(Collected data entries)
<<<<

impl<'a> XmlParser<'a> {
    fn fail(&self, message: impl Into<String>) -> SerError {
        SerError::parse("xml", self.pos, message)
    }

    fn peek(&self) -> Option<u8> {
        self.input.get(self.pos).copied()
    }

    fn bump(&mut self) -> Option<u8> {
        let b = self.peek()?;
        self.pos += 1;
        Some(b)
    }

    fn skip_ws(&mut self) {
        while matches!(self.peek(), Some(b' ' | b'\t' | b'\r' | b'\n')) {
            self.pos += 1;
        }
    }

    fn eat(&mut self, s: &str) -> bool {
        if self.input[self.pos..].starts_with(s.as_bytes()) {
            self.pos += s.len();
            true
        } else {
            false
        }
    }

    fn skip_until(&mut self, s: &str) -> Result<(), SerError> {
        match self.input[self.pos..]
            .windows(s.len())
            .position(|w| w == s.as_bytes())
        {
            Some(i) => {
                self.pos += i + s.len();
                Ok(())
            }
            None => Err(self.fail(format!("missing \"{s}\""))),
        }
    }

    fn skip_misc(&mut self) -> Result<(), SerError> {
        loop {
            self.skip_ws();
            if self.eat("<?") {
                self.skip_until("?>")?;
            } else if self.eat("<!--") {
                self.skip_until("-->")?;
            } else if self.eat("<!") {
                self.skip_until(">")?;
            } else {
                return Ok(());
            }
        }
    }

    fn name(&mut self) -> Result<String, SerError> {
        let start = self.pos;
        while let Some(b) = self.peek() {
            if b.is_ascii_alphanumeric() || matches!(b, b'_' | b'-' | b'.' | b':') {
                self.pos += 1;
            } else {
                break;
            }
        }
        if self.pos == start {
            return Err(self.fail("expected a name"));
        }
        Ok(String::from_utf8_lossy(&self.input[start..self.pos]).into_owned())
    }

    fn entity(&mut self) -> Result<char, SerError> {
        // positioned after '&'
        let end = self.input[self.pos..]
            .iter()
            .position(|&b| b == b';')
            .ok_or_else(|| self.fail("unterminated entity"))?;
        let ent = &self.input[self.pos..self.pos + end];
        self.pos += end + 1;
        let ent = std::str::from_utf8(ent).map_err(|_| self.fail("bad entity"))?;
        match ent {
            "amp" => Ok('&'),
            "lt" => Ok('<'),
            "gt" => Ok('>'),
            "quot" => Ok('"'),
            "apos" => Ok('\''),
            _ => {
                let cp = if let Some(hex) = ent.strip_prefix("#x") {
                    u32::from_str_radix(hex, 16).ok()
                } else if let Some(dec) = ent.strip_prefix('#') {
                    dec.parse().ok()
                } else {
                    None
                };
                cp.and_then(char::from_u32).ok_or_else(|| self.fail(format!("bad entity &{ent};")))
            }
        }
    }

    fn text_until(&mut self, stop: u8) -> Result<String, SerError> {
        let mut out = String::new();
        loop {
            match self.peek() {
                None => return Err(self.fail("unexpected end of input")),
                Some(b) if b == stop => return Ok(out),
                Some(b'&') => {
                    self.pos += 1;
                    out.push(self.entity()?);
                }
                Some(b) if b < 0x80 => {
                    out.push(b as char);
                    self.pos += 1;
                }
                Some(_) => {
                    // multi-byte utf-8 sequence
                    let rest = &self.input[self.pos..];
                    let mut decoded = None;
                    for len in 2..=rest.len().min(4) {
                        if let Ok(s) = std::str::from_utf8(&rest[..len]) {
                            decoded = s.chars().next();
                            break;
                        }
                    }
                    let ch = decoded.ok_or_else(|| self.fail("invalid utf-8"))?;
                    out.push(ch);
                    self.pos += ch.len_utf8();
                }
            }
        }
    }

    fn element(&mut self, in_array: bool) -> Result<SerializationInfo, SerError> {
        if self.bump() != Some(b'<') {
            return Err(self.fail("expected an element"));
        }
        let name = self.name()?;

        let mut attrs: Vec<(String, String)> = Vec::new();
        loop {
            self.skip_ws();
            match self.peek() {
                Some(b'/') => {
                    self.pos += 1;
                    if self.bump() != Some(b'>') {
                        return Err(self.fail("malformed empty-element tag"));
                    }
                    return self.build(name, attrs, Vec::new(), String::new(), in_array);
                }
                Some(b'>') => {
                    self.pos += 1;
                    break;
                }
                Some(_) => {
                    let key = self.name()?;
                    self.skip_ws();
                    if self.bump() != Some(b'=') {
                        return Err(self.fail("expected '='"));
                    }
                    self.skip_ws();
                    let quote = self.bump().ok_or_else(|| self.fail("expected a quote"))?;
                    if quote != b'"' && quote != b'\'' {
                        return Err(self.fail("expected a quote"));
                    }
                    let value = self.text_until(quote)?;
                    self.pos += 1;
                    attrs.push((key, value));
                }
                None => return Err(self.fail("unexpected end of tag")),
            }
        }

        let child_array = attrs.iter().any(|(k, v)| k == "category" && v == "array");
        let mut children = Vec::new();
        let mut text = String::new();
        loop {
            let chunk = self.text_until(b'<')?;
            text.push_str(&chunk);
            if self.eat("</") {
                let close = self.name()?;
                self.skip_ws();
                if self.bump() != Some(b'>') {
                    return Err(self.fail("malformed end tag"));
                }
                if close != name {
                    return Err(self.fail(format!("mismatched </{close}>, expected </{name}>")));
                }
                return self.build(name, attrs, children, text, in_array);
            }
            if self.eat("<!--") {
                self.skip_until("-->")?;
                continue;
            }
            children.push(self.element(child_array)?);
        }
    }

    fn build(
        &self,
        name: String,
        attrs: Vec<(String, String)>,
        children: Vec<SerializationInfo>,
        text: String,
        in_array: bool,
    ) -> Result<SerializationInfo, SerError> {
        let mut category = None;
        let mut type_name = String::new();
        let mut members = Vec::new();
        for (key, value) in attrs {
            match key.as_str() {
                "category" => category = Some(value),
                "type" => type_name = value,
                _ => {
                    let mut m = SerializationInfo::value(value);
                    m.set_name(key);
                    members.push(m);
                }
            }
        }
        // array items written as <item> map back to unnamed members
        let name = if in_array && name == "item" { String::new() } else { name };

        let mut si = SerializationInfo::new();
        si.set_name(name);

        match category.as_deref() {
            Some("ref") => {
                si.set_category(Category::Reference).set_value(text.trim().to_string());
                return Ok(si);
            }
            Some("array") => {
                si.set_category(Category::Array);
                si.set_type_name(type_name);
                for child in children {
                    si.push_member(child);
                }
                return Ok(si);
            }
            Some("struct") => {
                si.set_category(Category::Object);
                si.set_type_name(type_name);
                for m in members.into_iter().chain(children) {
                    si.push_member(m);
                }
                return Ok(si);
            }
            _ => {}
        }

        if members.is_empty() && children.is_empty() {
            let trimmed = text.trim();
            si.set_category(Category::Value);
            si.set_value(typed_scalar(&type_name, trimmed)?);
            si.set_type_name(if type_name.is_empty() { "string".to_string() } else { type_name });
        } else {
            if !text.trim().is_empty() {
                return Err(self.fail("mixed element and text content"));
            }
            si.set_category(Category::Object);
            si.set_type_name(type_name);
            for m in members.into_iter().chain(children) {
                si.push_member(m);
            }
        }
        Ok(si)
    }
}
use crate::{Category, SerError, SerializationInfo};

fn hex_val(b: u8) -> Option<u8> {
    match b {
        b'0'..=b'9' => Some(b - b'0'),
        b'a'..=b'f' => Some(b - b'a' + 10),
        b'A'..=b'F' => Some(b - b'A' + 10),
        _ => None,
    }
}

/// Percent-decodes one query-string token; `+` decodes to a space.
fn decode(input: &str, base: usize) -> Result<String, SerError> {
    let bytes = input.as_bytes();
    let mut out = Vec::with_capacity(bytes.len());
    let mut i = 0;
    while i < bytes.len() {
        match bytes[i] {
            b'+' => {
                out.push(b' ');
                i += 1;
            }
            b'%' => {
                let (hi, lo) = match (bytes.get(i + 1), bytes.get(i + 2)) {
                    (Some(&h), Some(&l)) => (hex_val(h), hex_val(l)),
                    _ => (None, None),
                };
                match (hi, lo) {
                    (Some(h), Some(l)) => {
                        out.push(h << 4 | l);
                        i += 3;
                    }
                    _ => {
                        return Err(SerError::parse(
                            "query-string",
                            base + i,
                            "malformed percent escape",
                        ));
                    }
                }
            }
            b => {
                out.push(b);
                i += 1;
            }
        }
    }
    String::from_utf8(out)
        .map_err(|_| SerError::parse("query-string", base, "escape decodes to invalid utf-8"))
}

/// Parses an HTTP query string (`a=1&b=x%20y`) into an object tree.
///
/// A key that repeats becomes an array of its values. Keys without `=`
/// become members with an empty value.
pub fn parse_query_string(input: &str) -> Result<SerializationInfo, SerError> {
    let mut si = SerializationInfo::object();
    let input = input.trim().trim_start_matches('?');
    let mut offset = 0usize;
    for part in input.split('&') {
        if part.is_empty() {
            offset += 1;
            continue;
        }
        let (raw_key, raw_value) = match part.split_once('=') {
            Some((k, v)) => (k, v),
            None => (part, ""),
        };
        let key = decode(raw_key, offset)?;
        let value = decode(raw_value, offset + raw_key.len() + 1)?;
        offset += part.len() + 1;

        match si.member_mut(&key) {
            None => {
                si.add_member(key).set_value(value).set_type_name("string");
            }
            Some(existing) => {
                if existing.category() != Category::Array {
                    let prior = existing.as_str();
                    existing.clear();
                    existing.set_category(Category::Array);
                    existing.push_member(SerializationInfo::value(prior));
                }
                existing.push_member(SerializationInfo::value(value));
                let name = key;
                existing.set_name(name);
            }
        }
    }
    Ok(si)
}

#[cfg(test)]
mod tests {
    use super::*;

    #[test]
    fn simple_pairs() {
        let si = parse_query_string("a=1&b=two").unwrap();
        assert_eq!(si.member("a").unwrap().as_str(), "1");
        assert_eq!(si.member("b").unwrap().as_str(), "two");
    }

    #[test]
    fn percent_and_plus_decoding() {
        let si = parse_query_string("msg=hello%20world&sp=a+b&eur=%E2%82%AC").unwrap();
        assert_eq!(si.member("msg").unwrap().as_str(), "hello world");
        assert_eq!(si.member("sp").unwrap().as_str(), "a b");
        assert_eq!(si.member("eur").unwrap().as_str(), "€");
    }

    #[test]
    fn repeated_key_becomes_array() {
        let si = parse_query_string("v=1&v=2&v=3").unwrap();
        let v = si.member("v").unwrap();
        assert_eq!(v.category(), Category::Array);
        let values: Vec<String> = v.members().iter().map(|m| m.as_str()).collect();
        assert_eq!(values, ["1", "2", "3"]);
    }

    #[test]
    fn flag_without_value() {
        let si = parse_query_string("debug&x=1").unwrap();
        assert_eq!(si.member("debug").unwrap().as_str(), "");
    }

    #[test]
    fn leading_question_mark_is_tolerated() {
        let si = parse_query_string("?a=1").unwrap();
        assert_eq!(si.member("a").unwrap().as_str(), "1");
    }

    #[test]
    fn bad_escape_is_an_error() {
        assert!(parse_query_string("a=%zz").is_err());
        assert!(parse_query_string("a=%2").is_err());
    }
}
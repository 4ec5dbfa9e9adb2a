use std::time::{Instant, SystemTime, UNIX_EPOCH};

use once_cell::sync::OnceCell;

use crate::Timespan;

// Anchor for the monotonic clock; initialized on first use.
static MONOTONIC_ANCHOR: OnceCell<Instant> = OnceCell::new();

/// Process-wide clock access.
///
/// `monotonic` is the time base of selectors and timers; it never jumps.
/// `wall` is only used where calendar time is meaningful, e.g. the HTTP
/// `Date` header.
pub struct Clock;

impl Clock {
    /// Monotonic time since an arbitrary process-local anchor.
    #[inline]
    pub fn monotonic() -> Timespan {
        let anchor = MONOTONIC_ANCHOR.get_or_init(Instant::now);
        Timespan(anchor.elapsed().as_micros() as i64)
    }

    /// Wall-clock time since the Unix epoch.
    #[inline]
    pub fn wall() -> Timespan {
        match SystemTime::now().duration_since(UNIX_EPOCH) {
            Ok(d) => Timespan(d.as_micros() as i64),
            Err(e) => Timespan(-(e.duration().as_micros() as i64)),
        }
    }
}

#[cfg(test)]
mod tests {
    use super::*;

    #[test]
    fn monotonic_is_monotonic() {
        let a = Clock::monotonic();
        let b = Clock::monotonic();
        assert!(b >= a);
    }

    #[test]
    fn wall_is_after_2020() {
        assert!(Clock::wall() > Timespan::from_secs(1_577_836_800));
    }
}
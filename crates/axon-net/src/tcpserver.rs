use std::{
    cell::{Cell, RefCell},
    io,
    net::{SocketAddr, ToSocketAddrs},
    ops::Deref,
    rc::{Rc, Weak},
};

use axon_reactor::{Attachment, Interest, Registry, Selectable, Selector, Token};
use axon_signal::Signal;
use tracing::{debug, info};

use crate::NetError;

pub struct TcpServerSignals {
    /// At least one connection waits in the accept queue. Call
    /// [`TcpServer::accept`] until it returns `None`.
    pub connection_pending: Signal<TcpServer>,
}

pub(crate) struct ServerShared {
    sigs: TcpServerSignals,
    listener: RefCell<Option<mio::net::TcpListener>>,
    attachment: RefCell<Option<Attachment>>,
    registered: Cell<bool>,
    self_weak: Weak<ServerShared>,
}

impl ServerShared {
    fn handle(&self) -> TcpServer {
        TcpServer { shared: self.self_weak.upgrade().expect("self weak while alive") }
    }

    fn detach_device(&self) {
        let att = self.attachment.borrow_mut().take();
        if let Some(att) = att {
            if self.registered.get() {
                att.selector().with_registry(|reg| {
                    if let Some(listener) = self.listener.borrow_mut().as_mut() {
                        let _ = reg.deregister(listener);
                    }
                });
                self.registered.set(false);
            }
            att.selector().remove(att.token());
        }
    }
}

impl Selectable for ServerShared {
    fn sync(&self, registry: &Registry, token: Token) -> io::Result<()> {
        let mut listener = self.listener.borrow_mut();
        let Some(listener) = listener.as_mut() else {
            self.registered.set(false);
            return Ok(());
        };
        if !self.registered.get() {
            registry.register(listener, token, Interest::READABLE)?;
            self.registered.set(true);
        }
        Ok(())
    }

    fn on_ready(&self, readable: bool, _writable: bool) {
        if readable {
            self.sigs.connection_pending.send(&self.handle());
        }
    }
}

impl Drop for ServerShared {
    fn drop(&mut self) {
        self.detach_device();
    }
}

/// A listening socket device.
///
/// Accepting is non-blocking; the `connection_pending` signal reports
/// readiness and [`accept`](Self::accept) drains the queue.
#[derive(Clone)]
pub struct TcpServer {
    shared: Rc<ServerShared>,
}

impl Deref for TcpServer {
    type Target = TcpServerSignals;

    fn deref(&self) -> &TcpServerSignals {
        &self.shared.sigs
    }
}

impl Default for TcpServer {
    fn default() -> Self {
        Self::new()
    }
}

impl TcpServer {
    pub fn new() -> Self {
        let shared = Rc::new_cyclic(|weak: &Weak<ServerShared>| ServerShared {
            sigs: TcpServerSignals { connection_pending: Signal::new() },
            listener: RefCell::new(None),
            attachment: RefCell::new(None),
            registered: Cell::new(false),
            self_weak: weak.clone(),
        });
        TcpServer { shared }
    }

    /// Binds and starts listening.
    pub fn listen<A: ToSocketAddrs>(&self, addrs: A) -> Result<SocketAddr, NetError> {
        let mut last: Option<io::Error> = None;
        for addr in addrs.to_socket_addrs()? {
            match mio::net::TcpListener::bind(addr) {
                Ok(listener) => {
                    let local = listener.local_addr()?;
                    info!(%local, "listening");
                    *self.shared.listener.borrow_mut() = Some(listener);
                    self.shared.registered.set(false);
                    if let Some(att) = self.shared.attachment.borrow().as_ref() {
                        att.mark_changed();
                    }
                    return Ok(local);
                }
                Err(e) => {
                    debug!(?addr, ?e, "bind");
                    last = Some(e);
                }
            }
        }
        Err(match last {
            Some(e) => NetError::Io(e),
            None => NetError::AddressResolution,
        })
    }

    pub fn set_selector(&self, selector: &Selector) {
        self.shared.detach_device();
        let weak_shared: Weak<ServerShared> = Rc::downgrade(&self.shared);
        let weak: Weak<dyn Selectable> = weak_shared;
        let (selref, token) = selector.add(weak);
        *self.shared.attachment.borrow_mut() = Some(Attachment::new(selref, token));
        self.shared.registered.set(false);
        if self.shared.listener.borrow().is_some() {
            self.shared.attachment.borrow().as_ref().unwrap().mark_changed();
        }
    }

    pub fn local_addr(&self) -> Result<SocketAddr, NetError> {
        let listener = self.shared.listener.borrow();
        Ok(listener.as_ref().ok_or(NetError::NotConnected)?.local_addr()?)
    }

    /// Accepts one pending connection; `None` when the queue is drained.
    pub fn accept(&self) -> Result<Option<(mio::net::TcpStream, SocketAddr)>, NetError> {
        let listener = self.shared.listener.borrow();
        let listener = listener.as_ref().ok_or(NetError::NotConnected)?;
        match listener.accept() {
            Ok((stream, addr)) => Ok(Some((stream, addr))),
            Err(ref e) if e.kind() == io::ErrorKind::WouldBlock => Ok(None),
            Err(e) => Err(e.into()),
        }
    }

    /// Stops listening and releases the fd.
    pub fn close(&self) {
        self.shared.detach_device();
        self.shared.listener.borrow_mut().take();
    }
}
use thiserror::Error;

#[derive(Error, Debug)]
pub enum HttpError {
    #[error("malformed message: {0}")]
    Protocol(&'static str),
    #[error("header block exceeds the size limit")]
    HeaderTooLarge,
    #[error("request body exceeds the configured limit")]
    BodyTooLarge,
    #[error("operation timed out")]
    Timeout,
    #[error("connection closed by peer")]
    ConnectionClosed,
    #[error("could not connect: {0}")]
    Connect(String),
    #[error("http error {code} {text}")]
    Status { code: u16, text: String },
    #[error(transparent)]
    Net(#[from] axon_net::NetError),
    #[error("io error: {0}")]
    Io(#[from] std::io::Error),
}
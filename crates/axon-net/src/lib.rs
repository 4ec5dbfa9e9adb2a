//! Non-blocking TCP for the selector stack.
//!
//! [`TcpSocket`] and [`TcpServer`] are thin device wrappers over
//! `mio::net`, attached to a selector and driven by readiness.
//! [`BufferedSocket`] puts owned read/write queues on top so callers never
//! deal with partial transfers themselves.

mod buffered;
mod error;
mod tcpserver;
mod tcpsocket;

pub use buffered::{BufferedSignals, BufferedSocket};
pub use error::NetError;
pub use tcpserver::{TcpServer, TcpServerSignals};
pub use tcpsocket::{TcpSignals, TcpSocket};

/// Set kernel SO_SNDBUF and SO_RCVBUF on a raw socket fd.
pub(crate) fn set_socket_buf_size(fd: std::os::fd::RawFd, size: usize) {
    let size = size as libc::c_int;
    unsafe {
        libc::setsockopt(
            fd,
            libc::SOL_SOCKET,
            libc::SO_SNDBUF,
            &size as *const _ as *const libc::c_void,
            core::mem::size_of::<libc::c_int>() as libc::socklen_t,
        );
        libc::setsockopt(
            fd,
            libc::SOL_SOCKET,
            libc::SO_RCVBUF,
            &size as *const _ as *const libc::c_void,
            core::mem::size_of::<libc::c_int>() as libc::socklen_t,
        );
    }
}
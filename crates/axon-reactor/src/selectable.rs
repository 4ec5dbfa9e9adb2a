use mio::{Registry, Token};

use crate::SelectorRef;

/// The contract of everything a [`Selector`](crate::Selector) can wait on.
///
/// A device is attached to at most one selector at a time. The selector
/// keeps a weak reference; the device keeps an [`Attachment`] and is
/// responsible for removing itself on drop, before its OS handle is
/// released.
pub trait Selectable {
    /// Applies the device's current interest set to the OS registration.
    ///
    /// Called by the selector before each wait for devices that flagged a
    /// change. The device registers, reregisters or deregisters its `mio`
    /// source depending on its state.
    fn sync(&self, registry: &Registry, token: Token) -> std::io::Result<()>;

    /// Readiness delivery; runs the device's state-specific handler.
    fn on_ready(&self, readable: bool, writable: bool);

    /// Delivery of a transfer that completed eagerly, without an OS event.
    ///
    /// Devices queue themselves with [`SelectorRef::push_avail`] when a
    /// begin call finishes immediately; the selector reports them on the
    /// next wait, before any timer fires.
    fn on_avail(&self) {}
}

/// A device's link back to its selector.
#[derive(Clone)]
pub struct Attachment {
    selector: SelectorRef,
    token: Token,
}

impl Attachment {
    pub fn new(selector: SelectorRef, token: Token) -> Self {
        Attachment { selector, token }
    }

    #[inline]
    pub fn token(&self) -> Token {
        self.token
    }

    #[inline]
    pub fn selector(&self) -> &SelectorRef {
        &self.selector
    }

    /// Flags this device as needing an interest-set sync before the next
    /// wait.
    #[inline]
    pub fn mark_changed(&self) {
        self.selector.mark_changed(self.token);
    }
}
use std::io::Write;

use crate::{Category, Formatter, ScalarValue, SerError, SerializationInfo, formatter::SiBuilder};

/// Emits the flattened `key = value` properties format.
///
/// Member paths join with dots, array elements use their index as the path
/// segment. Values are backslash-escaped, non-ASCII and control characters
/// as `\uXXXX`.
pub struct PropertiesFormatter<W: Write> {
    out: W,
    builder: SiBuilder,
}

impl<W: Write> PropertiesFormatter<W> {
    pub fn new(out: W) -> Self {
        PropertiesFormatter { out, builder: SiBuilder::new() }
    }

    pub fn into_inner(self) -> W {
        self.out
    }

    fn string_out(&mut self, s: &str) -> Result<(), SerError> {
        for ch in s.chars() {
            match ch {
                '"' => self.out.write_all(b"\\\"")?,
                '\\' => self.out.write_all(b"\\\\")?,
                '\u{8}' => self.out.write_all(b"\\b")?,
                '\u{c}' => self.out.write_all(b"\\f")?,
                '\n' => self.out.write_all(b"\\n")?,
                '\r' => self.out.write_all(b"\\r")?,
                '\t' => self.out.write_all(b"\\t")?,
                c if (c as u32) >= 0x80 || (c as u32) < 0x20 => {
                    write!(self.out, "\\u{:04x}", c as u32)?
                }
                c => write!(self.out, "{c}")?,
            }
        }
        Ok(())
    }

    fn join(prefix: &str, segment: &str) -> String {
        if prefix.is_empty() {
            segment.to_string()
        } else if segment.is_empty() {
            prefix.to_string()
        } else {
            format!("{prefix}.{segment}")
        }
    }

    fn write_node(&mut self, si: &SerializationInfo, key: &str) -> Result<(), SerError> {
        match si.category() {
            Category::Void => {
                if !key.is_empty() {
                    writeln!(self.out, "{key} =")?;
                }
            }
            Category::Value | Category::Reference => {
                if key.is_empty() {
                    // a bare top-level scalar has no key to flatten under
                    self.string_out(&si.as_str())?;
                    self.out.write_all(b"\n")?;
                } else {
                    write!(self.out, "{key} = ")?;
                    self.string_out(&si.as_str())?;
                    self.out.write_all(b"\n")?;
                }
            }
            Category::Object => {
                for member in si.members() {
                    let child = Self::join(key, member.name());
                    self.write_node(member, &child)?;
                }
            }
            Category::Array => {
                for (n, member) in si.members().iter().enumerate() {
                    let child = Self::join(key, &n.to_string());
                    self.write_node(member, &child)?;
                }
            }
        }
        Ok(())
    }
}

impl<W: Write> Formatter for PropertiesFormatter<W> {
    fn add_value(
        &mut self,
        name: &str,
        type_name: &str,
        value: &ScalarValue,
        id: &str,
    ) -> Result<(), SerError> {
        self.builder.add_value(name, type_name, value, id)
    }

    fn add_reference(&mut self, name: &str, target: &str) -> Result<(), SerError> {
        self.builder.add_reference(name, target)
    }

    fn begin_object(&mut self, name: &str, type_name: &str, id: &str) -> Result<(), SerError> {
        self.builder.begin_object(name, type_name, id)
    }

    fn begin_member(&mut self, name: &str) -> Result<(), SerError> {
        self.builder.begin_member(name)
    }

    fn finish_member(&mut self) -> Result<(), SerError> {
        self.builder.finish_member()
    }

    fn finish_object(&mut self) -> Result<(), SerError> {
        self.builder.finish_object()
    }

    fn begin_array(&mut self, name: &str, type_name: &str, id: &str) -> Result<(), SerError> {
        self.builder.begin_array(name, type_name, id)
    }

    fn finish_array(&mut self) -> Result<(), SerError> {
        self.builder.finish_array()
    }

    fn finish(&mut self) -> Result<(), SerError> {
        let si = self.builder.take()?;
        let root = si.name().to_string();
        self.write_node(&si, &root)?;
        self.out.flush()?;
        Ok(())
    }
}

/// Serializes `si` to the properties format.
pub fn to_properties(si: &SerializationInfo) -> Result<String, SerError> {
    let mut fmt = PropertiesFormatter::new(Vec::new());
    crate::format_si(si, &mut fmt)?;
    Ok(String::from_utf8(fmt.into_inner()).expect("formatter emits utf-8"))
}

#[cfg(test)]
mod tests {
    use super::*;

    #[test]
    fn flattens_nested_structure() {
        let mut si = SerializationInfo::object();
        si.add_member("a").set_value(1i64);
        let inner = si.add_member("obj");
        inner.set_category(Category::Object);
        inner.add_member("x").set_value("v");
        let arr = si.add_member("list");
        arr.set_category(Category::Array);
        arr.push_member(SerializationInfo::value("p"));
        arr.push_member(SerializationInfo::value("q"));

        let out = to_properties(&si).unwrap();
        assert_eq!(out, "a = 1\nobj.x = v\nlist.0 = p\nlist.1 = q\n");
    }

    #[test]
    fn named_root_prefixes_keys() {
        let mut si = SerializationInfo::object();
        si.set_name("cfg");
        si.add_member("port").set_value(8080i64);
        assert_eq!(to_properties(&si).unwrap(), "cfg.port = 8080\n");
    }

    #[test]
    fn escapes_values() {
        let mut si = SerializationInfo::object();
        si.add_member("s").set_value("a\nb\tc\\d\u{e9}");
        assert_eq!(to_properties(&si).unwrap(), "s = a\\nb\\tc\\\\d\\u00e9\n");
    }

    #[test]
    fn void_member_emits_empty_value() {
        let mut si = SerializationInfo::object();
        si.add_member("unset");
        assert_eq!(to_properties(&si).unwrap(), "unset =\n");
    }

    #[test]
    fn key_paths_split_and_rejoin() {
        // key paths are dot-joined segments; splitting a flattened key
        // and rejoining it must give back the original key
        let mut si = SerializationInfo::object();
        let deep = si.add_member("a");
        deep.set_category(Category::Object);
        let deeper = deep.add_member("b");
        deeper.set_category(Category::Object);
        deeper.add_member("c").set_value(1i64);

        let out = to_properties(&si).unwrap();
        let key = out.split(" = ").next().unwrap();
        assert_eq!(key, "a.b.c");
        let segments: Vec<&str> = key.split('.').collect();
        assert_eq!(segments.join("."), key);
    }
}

>>>>

Up to and including the line that holds "fn skip_until(&mut self, s: &str)", reproduce the records above exactly from their first line, and give nothing else.

- [EXERCISE ANSWER]
impl<'a> XmlParser<'a> {
    fn fail(&self, message: impl Into<String>) -> SerError {
        SerError::parse("xml", self.pos, message)
    }

    fn peek(&self) -> Option<u8> {
        self.input.get(self.pos).copied()
    }

    fn bump(&mut self) -> Option<u8> {
        let b = self.peek()?;
        self.pos += 1;
        Some(b)
    }

    fn skip_ws(&mut self) {
        while matches!(self.peek(), Some(b' ' | b'\t' | b'\r' | b'\n')) {
            self.pos += 1;
        }
    }

    fn eat(&mut self, s: &str) -> bool {
        if self.input[self.pos..].starts_with(s.as_bytes()) {
            self.pos += s.len();
            true
        } else {
            false
        }
    }

    fn skip_until(&mut self, s: &str) -> Result<(), SerError> {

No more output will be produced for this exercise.